Dean Stevenson

Musician | Songwriter | Composer


It’s 6am and Im awake. That in itself is not unusual; usually the dog and I are considering our way towards a run near this time. A few kilometers to smash the day into place. But at this 6am I’m still up to my neck in Doona bearing sonic witness to the rain as it strikes the windows sideways; blown in over the mountain at incredible speed.

Ordinarily, I would simply return to a sneaky sleep, knowing that rain had closed the running idea, but this morning the sound is so violent at the window that I’m still awake and sleep can’t beat noise. Not this much noise. I am, by virtue of being awake, now able to fully engage in today’s inevitable conversations that will begin with “How about that rain this morning? Wasn’t it amazing?”. Yes, I will say. Can say, as I am held awake to know its ferocity. 
Trying to punch through the clouds is the rising sun that at this stage has not yet the firepower to make it through. So a glow seeps into the room; a glow from a far off, indirect place. Like a great distant fluorescent globe, creating an indistinguishable quality like peripheral vision; you almost need to look next to a thing to see the thing at all. The light seems to emanate softy from things rather than upon things. A glow from the walls themselves, that wait for the sun to take mantel; to shoulder through the clouds. 
And the clouds know it. Soon enough, at 6.40, the rain eases, it’s windy transport gone away allowing the days rightful heir, the sun, to take up and begin. 
Now I could sneak another quick sleep, but light from technology has penetrated my eyes and begun my journey towards it. And I will keep moving towards it all day until I realize at the days end that the chase was a fruitless attempt to catch anything at all except a vehicle for my experiences of the work of the natural world. Which is after all, how it started. 

Tim Passes: A Mona Commission

Dean was commissioned over 2 years ago to write a major work for voice and orchestra to the provided poetry of Timothy Hamilton Walsh. There are 8 available poems remaining, making an hour long work that will premiere on opening night of Dark MOFO, this June 12th, 2014 at the Odeon Theatre, Hobart. Tim died in Tasmania over 20 years ago making this event a late celebration of his writings. It is long overdue as Tim’s writing has a social depth of vision that is utterly astounding. Dean has once again engaged his celebrated Arco Set orchestra into perform in its biggest concert to date.

You can buy tickets here:

Nothing like a deadline.

Extraordinary how the human brain works. All day we observe, absorb, collect, re-tell, confirm and update about the world around us. Those who write books, journals and such are the ones who understand the need for commonality and uniformity in human thinking. The rest of us lift those people to an elevated human position because they ‘speak, collect and collate’ for the greater human condition. The rest of us are self oriented collectors and curators of obscure information and bias. We don’t collect for the greater population, because we all harbour the idea to some degree that we are each unique thinkers and must therefor collate and process information differently to everybody else.

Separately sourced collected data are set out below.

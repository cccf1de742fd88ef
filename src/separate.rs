//! The deferred (separate) response queue (§4.4): when a handler can't
//! answer a CON request within the window that would let the server
//! piggyback the response on the ACK, it empty-ACKs the request
//! immediately and enqueues the eventual response to be sent later as its
//! own CON/NON message.

use std::collections::VecDeque;
use std::net::SocketAddr;
use std::sync::Mutex;

use crate::msg::Message;

/// A response awaiting transmission outside the original ACK window, along
/// with the peer it's addressed to.
#[derive(Debug, Clone, PartialEq)]
pub struct PendingSeparate {
  pub message: Message,
  pub addr: SocketAddr,
}

/// FIFO queue of separate responses waiting to go out.
pub struct SeparateResponseQueue {
  queue: Mutex<VecDeque<PendingSeparate>>,
}

impl SeparateResponseQueue {
  pub fn new() -> Self {
    Self { queue: Mutex::new(VecDeque::new()) }
  }

  pub fn add_pending_separate(&self, message: Message, addr: SocketAddr) {
    self.queue.lock().unwrap().push_back(PendingSeparate { message, addr });
  }

  /// Pop the oldest pending separate response, if any.
  pub fn next_pending_separate(&self) -> Option<PendingSeparate> {
    self.queue.lock().unwrap().pop_front()
  }

  pub fn len(&self) -> usize {
    self.queue.lock().unwrap().len()
  }

  pub fn is_empty(&self) -> bool {
    self.len() == 0
  }
}

impl Default for SeparateResponseQueue {
  fn default() -> Self {
    Self::new()
  }
}
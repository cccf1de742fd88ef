//! Client role: a connected UDP socket talking to one peer (§4.6).

use std::net::UdpSocket;
use std::sync::atomic::{AtomicBool, Ordering};
use std::sync::mpsc::{self, Receiver, Sender};
use std::sync::{Arc, Mutex};
use std::thread::{self, JoinHandle};

use super::{guarded, Handler};
use crate::config::Config;
use crate::error::Error;
use crate::logging::{Level, Logger};
use crate::msg::{codec, Message, Type};
use crate::retry::{PendingAckQueue, PollOutcome};
use crate::Addrd;

/// A handler that forwards every response onto a channel instead of
/// invoking callbacks — what [`ClientEndpoint::connect_sync`] installs to
/// back the synchronous `receive()` API (§6: "Synchronous client variant
/// ... in lieu of callbacks").
struct ChannelHandler {
  tx: Mutex<Sender<Message>>,
}

impl Handler for ChannelHandler {
  fn on_response(&self, resp: Addrd<Message>) {
    let _ = self.tx.lock().unwrap().send(resp.unwrap());
  }
}

/// A CoAP client endpoint: one connected socket, one receive thread, one
/// retransmission-poller thread.
pub struct ClientEndpoint {
  socket: Arc<UdpSocket>,
  pending: Arc<PendingAckQueue>,
  logger: Arc<dyn Logger>,
  shutdown: Arc<AtomicBool>,
  receive_thread: Option<JoinHandle<()>>,
  poller_thread: Option<JoinHandle<()>>,
  rx: Option<Receiver<Message>>,
}

impl ClientEndpoint {
  /// Callback-driven client: `handler` is invoked from the receive thread
  /// for every inbound request, response, and error.
  pub fn connect(host: &str, port: u16, config: Config, logger: Arc<dyn Logger>, handler: Arc<dyn Handler>) -> Result<Self, Error> {
    Self::new(host, port, config, logger, handler, None)
  }

  /// Synchronous client: responses are pulled via [`ClientEndpoint::receive`]
  /// instead of a callback.
  pub fn connect_sync(host: &str, port: u16, config: Config, logger: Arc<dyn Logger>) -> Result<Self, Error> {
    let (tx, rx) = mpsc::channel();
    let handler: Arc<dyn Handler> = Arc::new(ChannelHandler { tx: Mutex::new(tx) });
    Self::new(host, port, config, logger, handler, Some(rx))
  }

  fn new(host: &str,
         port: u16,
         config: Config,
         logger: Arc<dyn Logger>,
         handler: Arc<dyn Handler>,
         rx: Option<Receiver<Message>>)
         -> Result<Self, Error> {
    let socket = UdpSocket::bind("0.0.0.0:0")?;
    socket.connect((host, port))?;
    socket.set_read_timeout(Some(config.client_poll_interval))?;
    let socket = Arc::new(socket);
    let pending = Arc::new(PendingAckQueue::new(config));
    let shutdown = Arc::new(AtomicBool::new(false));

    let handler_for_poller = handler.clone();

    let receive_thread = {
      let socket = socket.clone();
      let pending = pending.clone();
      let logger = logger.clone();
      let shutdown = shutdown.clone();
      thread::spawn(move || receive_loop(&socket, &pending, &*logger, &shutdown, &*handler))
    };

    let poller_thread = {
      let socket = socket.clone();
      let pending = pending.clone();
      let logger = logger.clone();
      let shutdown = shutdown.clone();
      let interval = config.base_timeout;
      let handler = handler_for_poller.clone();
      thread::spawn(move || poller_loop(&socket, &pending, &*logger, &shutdown, interval, &*handler))
    };

    Ok(Self { socket,
              pending,
              logger,
              shutdown,
              receive_thread: Some(receive_thread),
              poller_thread: Some(poller_thread),
              rx })
  }

  /// Encode and send `msg`. If `msg` is `Con`, enrolls it in the pending-ACK
  /// queue first; a send failure cancels that enrollment (§4.6, §7).
  pub fn send(&self, msg: Message) -> Result<usize, Error> {
    if msg.ty == Type::Con {
      self.pending.enroll(msg.clone(), None);
    }
    let bytes = codec::encode(&msg)?;
    self.logger.log(Level::Debug, &format!("send id={:#06x} ty={:?} code={}", msg.id, msg.ty, msg.code));
    match self.socket.send(&bytes) {
      | Ok(n) => Ok(n),
      | Err(e) => {
        if msg.ty == Type::Con {
          self.pending.cancel(msg.id);
        }
        self.logger.log(Level::Error, &format!("send failed: {e}"));
        Err(Error::Io(e))
      },
    }
  }

  /// Build a message with a freshly-allocated, non-colliding message ID
  /// and send it in one step, under the pending-queue's mutex the whole
  /// time (§9: allocation and enrollment must be atomic with respect to
  /// other callers).
  pub fn request(&self, build: impl FnOnce(u16) -> Message) -> Result<Message, Error> {
    let msg = self.pending.allocate_and_enroll(None, build)?;
    let bytes = codec::encode(&msg)?;
    self.logger.log(Level::Debug, &format!("send id={:#06x} ty={:?} code={}", msg.id, msg.ty, msg.code));
    if let Err(e) = self.socket.send(&bytes) {
      self.pending.cancel(msg.id);
      self.logger.log(Level::Error, &format!("send failed: {e}"));
      return Err(Error::Io(e));
    }
    Ok(msg)
  }

  /// Synchronous receive, for clients constructed with
  /// [`ClientEndpoint::connect_sync`]. Blocks up to `timeout_ms`; returns
  /// `None` and leaves `timed_out` set on timeout rather than erroring.
  pub fn receive(&self, timeout_ms: u64, timed_out: &mut bool) -> Option<Message> {
    *timed_out = false;
    let Some(rx) = &self.rx else {
      self.logger.log(Level::Warn, "receive() called on a callback-driven client");
      *timed_out = true;
      return None;
    };
    match rx.recv_timeout(std::time::Duration::from_millis(timeout_ms)) {
      | Ok(msg) => Some(msg),
      | Err(_) => {
        *timed_out = true;
        None
      },
    }
  }

  /// IDs currently awaiting an ACK/RST.
  pub fn snapshot_in_use_ids(&self) -> Vec<u16> {
    self.pending.snapshot_in_use_ids()
  }

  /// Signal both threads to exit and wait for them to do so.
  pub fn shutdown(&mut self) {
    self.shutdown.store(true, Ordering::Release);
    self.pending.shutdown();
    if let Some(h) = self.receive_thread.take() {
      let _ = h.join();
    }
    if let Some(h) = self.poller_thread.take() {
      let _ = h.join();
    }
  }
}

impl Drop for ClientEndpoint {
  fn drop(&mut self) {
    self.shutdown.store(true, Ordering::Release);
  }
}

fn receive_loop(socket: &UdpSocket, pending: &PendingAckQueue, logger: &dyn Logger, shutdown: &AtomicBool, handler: &dyn Handler) {
  let peer = socket.peer_addr().ok();
  let mut buf = [0u8; crate::MAX_MESSAGE_SIZE];
  while !shutdown.load(Ordering::Acquire) {
    match socket.recv(&mut buf) {
      | Ok(n) => handle_datagram(&buf[..n], peer, pending, logger, handler),
      | Err(e) if matches!(e.kind(), std::io::ErrorKind::WouldBlock | std::io::ErrorKind::TimedOut) => continue,
      | Err(e) => {
        logger.log(Level::Error, &format!("socket read error: {e}"));
        guarded(logger, "on_error", || handler.on_error(Error::Io(e), None));
      },
    }
  }
}

fn handle_datagram(bytes: &[u8], peer: Option<std::net::SocketAddr>, pending: &PendingAckQueue, logger: &dyn Logger, handler: &dyn Handler) {
  let addr = peer.unwrap_or_else(|| "0.0.0.0:0".parse().unwrap());
  match codec::decode(bytes) {
    | Ok(msg) => {
      logger.log(Level::Debug, &format!("recv id={:#06x} ty={:?} code={}", msg.id, msg.ty, msg.code));
      if matches!(msg.ty, Type::Ack | Type::Rst) {
        pending.cancel(msg.id);
      }
      if msg.code.is_request() {
        guarded(logger, "on_request", || handler.on_request(Addrd(msg.clone(), addr)));
      } else {
        guarded(logger, "on_response", || handler.on_response(Addrd(msg, addr)));
      }
    },
    | Err(e) => {
      logger.log(Level::Warn, &format!("decode failed: {e}"));
      guarded(logger, "on_error", || handler.on_error(Error::Format(e), None));
    },
  }
}

fn poller_loop(socket: &UdpSocket, pending: &PendingAckQueue, logger: &dyn Logger, shutdown: &AtomicBool, interval: std::time::Duration, handler: &dyn Handler) {
  while !shutdown.load(Ordering::Acquire) {
    thread::sleep(interval);
    if let Some(outcome) = pending.poll_timeouts() {
      match outcome {
        | PollOutcome::Retransmit { message, .. } => {
          logger.log(Level::Info, &format!("retransmitting id={:#06x}", message.id));
          if let Ok(bytes) = codec::encode(&message) {
            let _ = socket.send(&bytes);
          }
        },
        | PollOutcome::Undelivered { id, attempts, message, .. } => {
          logger.log(Level::Warn, &format!("id={id:#06x} undelivered after {attempts} attempts"));
          let msg_for_callback = (*message).clone();
          let err = Error::Undelivered { id, attempts, message };
          guarded(logger, "on_error", || handler.on_error(err, Some(msg_for_callback)));
        },
      }
    }
  }
}

#[cfg(test)]
mod test {
  use super::*;
  use crate::msg::{Code, Token};

  #[test]
  fn connect_sync_binds_and_reports_timeout() {
    let logger: Arc<dyn Logger> = Arc::new(crate::logging::NopLogger);
    // There's nobody listening on this port; connect() over UDP never
    // actually dials, so this always succeeds.
    let mut client = ClientEndpoint::connect_sync("127.0.0.1", 9, Config::default(), logger).unwrap();
    let mut timed_out = false;
    let got = client.receive(10, &mut timed_out);
    assert!(got.is_none());
    assert!(timed_out);
    client.shutdown();
  }

  #[test]
  fn send_enrolls_con_and_request_allocates_id() {
    let logger: Arc<dyn Logger> = Arc::new(crate::logging::NopLogger);
    let mut client = ClientEndpoint::connect_sync("127.0.0.1", 9, Config::default(), logger).unwrap();
    let sent = client.request(|id| Message::new(Type::Con, Code::new(0, 1), id, Token::empty())).unwrap();
    assert!(client.snapshot_in_use_ids().contains(&sent.id));
    client.shutdown();
  }

  struct RecordingHandler {
    undelivered: Mutex<Vec<u16>>,
  }

  impl Handler for RecordingHandler {
    fn on_error(&self, err: Error, _msg: Option<Message>) {
      if let Error::Undelivered { id, .. } = err {
        self.undelivered.lock().unwrap().push(id);
      }
    }
  }

  #[test]
  fn undelivered_con_reaches_on_error() {
    let logger: Arc<dyn Logger> = Arc::new(crate::logging::NopLogger);
    let handler = Arc::new(RecordingHandler { undelivered: Mutex::new(Vec::new()) });
    let config = Config { ack_timeout: std::time::Duration::from_millis(1),
                          max_retransmissions: 1,
                          base_timeout: std::time::Duration::from_millis(1),
                          ..Config::default() };
    // Port 9 (discard) never ACKs, so the exchange is guaranteed to exhaust
    // its retransmission budget.
    let mut client = ClientEndpoint::connect("127.0.0.1", 9, config, logger, handler.clone()).unwrap();
    client.request(|id| Message::new(Type::Con, Code::new(0, 1), id, Token::empty())).unwrap();

    let deadline = std::time::Instant::now() + std::time::Duration::from_secs(2);
    while handler.undelivered.lock().unwrap().is_empty() && std::time::Instant::now() < deadline {
      thread::sleep(std::time::Duration::from_millis(10));
    }
    assert!(!handler.undelivered.lock().unwrap().is_empty(), "expected on_error to observe an Undelivered message");
    client.shutdown();
  }
}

My mind requires a different food from yours even thought we may observe and remark on the same object, incident or idea. In doing this, we can become quite narrow in our want to collect ideas that are strange, or at least look like someone else’s stuff. And when we get busy, we can focus on the job at hand (especially if its someone else’s job) and our information scoop can get put away. Garaged for an available time. It can be easy to think you’re shut down sometimes.

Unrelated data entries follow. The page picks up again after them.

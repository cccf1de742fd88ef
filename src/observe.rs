//! RFC 7641 Observe: the server-side registry of which tokens are
//! subscribed to which resource, keyed by the resource's canonical URL
//! path (§4.5).
//!
//! Sequence-number ordering for reordered notifications is explicitly a
//! Non-goal (§1); this registry only tracks membership, not delivery order.

use std::collections::HashMap;
use std::net::SocketAddr;
use std::sync::Mutex;

use crate::msg::Token;

/// One subscriber: the token it registered with and the address to notify.
#[derive(Debug, Clone, PartialEq, Eq)]
pub struct Observer {
  pub token: Token,
  pub addr: SocketAddr,
}

/// Subscriber registry, keyed by a normalized resource path.
pub struct ObserverRegistry {
  resources: Mutex<HashMap<String, Vec<Observer>>>,
}

impl ObserverRegistry {
  pub fn new() -> Self {
    Self { resources: Mutex::new(HashMap::new()) }
  }

  /// Canonicalize a resource path the way §4.5 requires observers to be
  /// keyed: case-insensitive, with surrounding slashes trimmed.
  fn normalize(resource: &str) -> String {
    resource.trim_matches('/').to_ascii_lowercase()
  }

  /// Register `token`/`addr` as observing `resource`. Re-registering the
  /// same token on the same resource replaces its address (a client is
  /// allowed to refresh an Observe registration).
  pub fn register(&self, resource: &str, token: Token, addr: SocketAddr) {
    let key = Self::normalize(resource);
    let mut resources = self.resources.lock().unwrap();
    let observers = resources.entry(key).or_default();
    observers.retain(|o| o.token != token);
    observers.push(Observer { token, addr });
  }

  /// Remove a single observer (a client explicitly canceled, e.g. by
  /// sending a GET without the Observe option, or by RST-ing a
  /// notification).
  pub fn unregister(&self, resource: &str, token: &Token) {
    let key = Self::normalize(resource);
    let mut resources = self.resources.lock().unwrap();
    if let Some(observers) = resources.get_mut(&key) {
      observers.retain(|o| &o.token != token);
      if observers.is_empty() {
        resources.remove(&key);
      }
    }
  }

  /// Remove every observer whose token matches, regardless of resource —
  /// used when a notification is RSTed and the server doesn't know (or
  /// doesn't want to re-derive) which resource the token belongs to.
  pub fn unregister_by_token(&self, token: &Token) {
    let mut resources = self.resources.lock().unwrap();
    resources.retain(|_, observers| {
      observers.retain(|o| &o.token != token);
      !observers.is_empty()
    });
  }

  /// Every current observer of `resource`, in registration order.
  pub fn list(&self, resource: &str) -> Vec<Observer> {
    let key = Self::normalize(resource);
    self.resources.lock().unwrap().get(&key).cloned().unwrap_or_default()
  }

  pub fn resource_count(&self) -> usize {
    self.resources.lock().unwrap().len()
  }
}

impl Default for ObserverRegistry {
  fn default() -> Self {
    Self::new()
  }
}

#[cfg(test)]
mod test {
  use super::*;

  fn addr() -> SocketAddr {
    "127.0.0.1:5683".parse().unwrap()
  }

  #[test]
  fn register_and_list() {
    let reg = ObserverRegistry::new();
    let tok = Token::new(vec![1]).unwrap();
    reg.register("/time", tok.clone(), addr());
    let observers = reg.list("time");
    assert_eq!(observers.len(), 1);
    assert_eq!(observers[0].token, tok);
  }

  #[test]
  fn resource_keys_are_normalized() {
    let reg = ObserverRegistry::new();
    let tok = Token::new(vec![1]).unwrap();
    reg.register("/Time/", tok.clone(), addr());
    assert_eq!(reg.list("time").len(), 1);
    assert_eq!(reg.list("TIME").len(), 1);
  }

  #[test]
  fn re_registering_same_token_replaces_not_duplicates() {
    let reg = ObserverRegistry::new();
    let tok = Token::new(vec![1]).unwrap();
    reg.register("/time", tok.clone(), addr());
    reg.register("/time", tok.clone(), addr());
    assert_eq!(reg.list("time").len(), 1);
  }

  #[test]
  fn unregister_removes_and_cleans_up_empty_resource() {
    let reg = ObserverRegistry::new();
    let tok = Token::new(vec![1]).unwrap();
    reg.register("/time", tok.clone(), addr());
    reg.unregister("/time", &tok);
    assert!(reg.list("time").is_empty());
    assert_eq!(reg.resource_count(), 0);
  }

  #[test]
  fn unregister_by_token_scans_all_resources() {
    let reg = ObserverRegistry::new();
    let tok = Token::new(vec![9]).unwrap();
    reg.register("/a", tok.clone(), addr());
    reg.register("/b", tok.clone(), addr());
    reg.unregister_by_token(&tok);
    assert!(reg.list("a").is_empty());
    assert!(reg.list("b").is_empty());
  }
}
//! Response envelope: a [`Message`] constrained to `Type ∈ {Ack, Rst, Non}`
//! — a response is never `Con` (§3) — plus the response-code constants from
//! RFC 7252 §5.9 and the Location-Path/Location-Query binding from §4.2.

use crate::error::Error;
use crate::msg::{Code, Message, Token, Type};
use crate::req::Request;
use crate::url::{self, Url};

pub const CREATED: Code = Code::new(2, 1);
pub const DELETED: Code = Code::new(2, 2);
pub const VALID: Code = Code::new(2, 3);
pub const CHANGED: Code = Code::new(2, 4);
pub const CONTENT: Code = Code::new(2, 5);
pub const BAD_REQUEST: Code = Code::new(4, 0);
pub const UNAUTHORIZED: Code = Code::new(4, 1);
pub const BAD_OPTION: Code = Code::new(4, 2);
pub const FORBIDDEN: Code = Code::new(4, 3);
pub const NOT_FOUND: Code = Code::new(4, 4);
pub const METHOD_NOT_ALLOWED: Code = Code::new(4, 5);
pub const NOT_ACCEPTABLE: Code = Code::new(4, 6);
pub const PRECONDITION_FAILED: Code = Code::new(4, 12);
pub const REQUEST_ENTITY_TOO_LARGE: Code = Code::new(4, 13);
pub const UNSUPPORTED_CONTENT_FORMAT: Code = Code::new(4, 15);
pub const INTERNAL_SERVER_ERROR: Code = Code::new(5, 0);
pub const NOT_IMPLEMENTED: Code = Code::new(5, 1);
pub const BAD_GATEWAY: Code = Code::new(5, 2);
pub const SERVICE_UNAVAILABLE: Code = Code::new(5, 3);
pub const GATEWAY_TIMEOUT: Code = Code::new(5, 4);
pub const PROXYING_NOT_SUPPORTED: Code = Code::new(5, 5);

/// A CoAP response: `Ack` (piggybacked on the request's CON), `Non`
/// (unsolicited notification / NON request reply), or `Rst` (bare reset).
/// Never `Con` — a response doesn't get its own acknowledgement; a
/// *separate* response is sent as a fresh `Con`/`Non` request-shaped
/// message from the server's point of view, which is why
/// [`crate::separate`] builds those out of [`Message`] directly rather than
/// through this type.
#[derive(Debug, Clone, PartialEq)]
pub struct Response(Message);

impl Response {
  /// Build a piggybacked ACK response carrying `code`, inheriting the
  /// originating request's message ID and token (§4.2).
  pub fn for_request(request: &Request, code: Code) -> Self {
    let mut msg = Message::new(Type::Ack, code, request.id(), request.token().clone());
    msg.payload = None;
    Self(msg)
  }

  /// Build an unsolicited `Non` notification (used for Observe, §4.5) with
  /// a fresh message ID and the observer's token.
  pub fn notification(code: Code, id: u16, token: Token) -> Self {
    Self(Message::new(Type::Non, code, id, token))
  }

  /// A bare reset: "I don't recognize this exchange," per §3.
  pub fn reset(id: u16) -> Self {
    Self(Message::new(Type::Rst, Code::EMPTY, id, Token::empty()))
  }

  /// A reset carrying a diagnostic code (§4.6: a server replies to a CON
  /// whose options fail to decode with `RST(4.00)` rather than the bare
  /// empty reset used for pings).
  pub fn reset_with_code(id: u16, code: Code) -> Self {
    Self(Message::new(Type::Rst, code, id, Token::empty()))
  }

  /// An empty ACK (§4.4/§4.6: acknowledges a CON whose response will arrive
  /// later as a separate message).
  pub fn empty_ack(id: u16, token: Token) -> Self {
    Self(Message::new(Type::Ack, Code::EMPTY, id, token))
  }

  pub fn from_message(msg: Message) -> Result<Self, Error> {
    if msg.ty == Type::Con {
      return Err(Error::argument("a response must not be Con"));
    }
    let code_ok = match msg.ty {
      | Type::Rst => true, // may carry a diagnostic code, see reset_with_code
      | Type::Ack | Type::Non => msg.code.is_response() || msg.code.is_empty(),
      | Type::Con => unreachable!(),
    };
    if !code_ok {
      return Err(Error::argument(format!("code {} is not valid for a {:?} response", msg.code, msg.ty)));
    }
    Ok(Self(msg))
  }

  pub fn code(&self) -> Code {
    self.0.code
  }

  pub fn id(&self) -> u16 {
    self.0.id
  }

  pub fn token(&self) -> &Token {
    &self.0.token
  }

  pub fn message(&self) -> &Message {
    &self.0
  }

  pub fn into_message(self) -> Message {
    self.0
  }

  pub fn set_payload(&mut self, payload: Vec<u8>) {
    self.0.payload = Some(payload);
  }

  pub fn payload(&self) -> &[u8] {
    self.0.payload_bytes()
  }

  /// Attach a Location-Path/Location-Query binding (used on `2.01 Created`
  /// responses to point the client at the created resource), mirroring
  /// [`crate::url::to_options`] but into the Location- option numbers.
  pub fn set_location(&mut self, url: &Url) -> Result<(), Error> {
    for seg in &url.path {
      self.0.push_option(crate::msg::option::LOCATION_PATH, seg.as_bytes().to_vec())?;
    }
    for q in &url.query {
      self.0.push_option(crate::msg::option::LOCATION_QUERY, q.as_bytes().to_vec())?;
    }
    Ok(())
  }

  pub fn is_success(&self) -> bool {
    self.0.code.class == 2
  }

  pub fn is_error(&self) -> bool {
    matches!(self.0.code.class, 4 | 5)
  }
}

But the information already collected sits there. Waiting. It must do. Where else can it go? I’ve often thought that if I lost a leg, would I lose thoughts, memories and ideas that have been stored in the cells there, waiting for the perfect day to retrieve them? Or perhaps waiting for the right smell to trigger their release? Like the smell of fresh baking brings my grandmothers face to mind. All because of one day, painting on a ladder near her kitchen window. But there; I didn’t need that smell to recall her memory then did I? Hmmm. I shall consider this further.

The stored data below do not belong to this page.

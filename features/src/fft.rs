//! Hann windowing and recursive radix-2 FFT.

use std::f64::consts::PI;
use std::ops::{Add, Mul, Sub};

/// A complex sample.
#[derive(Debug, Clone, Copy, Default, PartialEq)]
pub struct Complex {
    pub re: f64,
    pub im: f64,
}

impl Complex {
    pub fn new(re: f64, im: f64) -> Self {
        Self { re, im }
    }

    /// Magnitude `|z|`.
    pub fn norm(self) -> f64 {
        self.re.hypot(self.im)
    }
}

impl Add for Complex {
    type Output = Self;

    fn add(self, rhs: Self) -> Self {
        Self::new(self.re + rhs.re, self.im + rhs.im)
    }
}

impl Sub for Complex {
    type Output = Self;

    fn sub(self, rhs: Self) -> Self {
        Self::new(self.re - rhs.re, self.im - rhs.im)
    }
}

impl Mul for Complex {
    type Output = Self;

    fn mul(self, rhs: Self) -> Self {
        Self::new(
            self.re * rhs.re - self.im * rhs.im,
            self.re * rhs.im + self.im * rhs.re,
        )
    }
}

/// Generates a periodic Hann window of the given length.
pub fn hann_window(n: usize) -> Vec<f64> {
    (0..n)
        .map(|i| 0.5 * (1.0 - (2.0 * PI * i as f64 / n as f64).cos()))
        .collect()
}

/// Recursive radix-2 Cooley-Tukey FFT.
///
/// `input.len()` must be a power of two. Every level returns a freshly owned
/// buffer, so no scratch space is shared between recursive calls.
pub fn fft(input: &[Complex]) -> Vec<Complex> {
    let n = input.len();
    if n <= 1 {
        return input.to_vec();
    }
    debug_assert!(n.is_power_of_two(), "fft length must be a power of two, got {n}");

    let even: Vec<Complex> = input.iter().step_by(2).copied().collect();
    let odd: Vec<Complex> = input.iter().skip(1).step_by(2).copied().collect();
    let even = fft(&even);
    let odd = fft(&odd);

    let half = n / 2;
    let mut out = vec![Complex::default(); n];
    for k in 0..half {
        let angle = -2.0 * PI * k as f64 / n as f64;
        let t = Complex::new(angle.cos(), angle.sin()) * odd[k];
        out[k] = even[k] + t;
        out[k + half] = even[k] - t;
    }
    out
}

/// Returns the first `frame.len() / 2` FFT magnitudes of a real frame.
pub fn magnitudes(frame: &[f64]) -> Vec<f64> {
    let input: Vec<Complex> = frame.iter().map(|&v| Complex::new(v, 0.0)).collect();
    fft(&input)
        .into_iter()
        .take(frame.len() / 2)
        .map(Complex::norm)
        .collect()
}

But when a deadline is presented, confirmed and paid for, there can be no greater trigger of style, genre, speed, colour, or mood. A pressing end to a project opens flood gates to collections that were until that time unawares to even you. (What else lurks within unawares?) I have a recording this weekend of music for a film. I’ve been sweating on it all week; arrangements, schedules, mood matching the images and such. But even now as I am still missing connecting fragments of music, the deadline has given me strength to stop writing the music…and write this! How is this possible, when last week I could barely string a sentence together. I was, perhaps hung over, but I’m sure my point is made.

When there is a reason to create, we create.

My best barometer for this need (without a 3rd party deadline), is to look at my record collection. If nothing inspires me to listen to it, take it from the shelf and drop the needle, no familiar sound wants to spark old memories, I know the only sound I can hear is the one that I have to write. Now! My mind needs a new music that is a response to all the listening that came before it. And it can only be written by me.

16 legs: Spider Film

16 legs: Documentary of the Tasmanian Cave Spider, filmed  in 4K. Approached by the Bookend Trust, Dean has composed music for a documentary short film on the Tasmanian Cave Spider for a natural film festival in the UK this September. The full-length documentary is due for release in 2015 narrated by UK writer Neil Gaiman.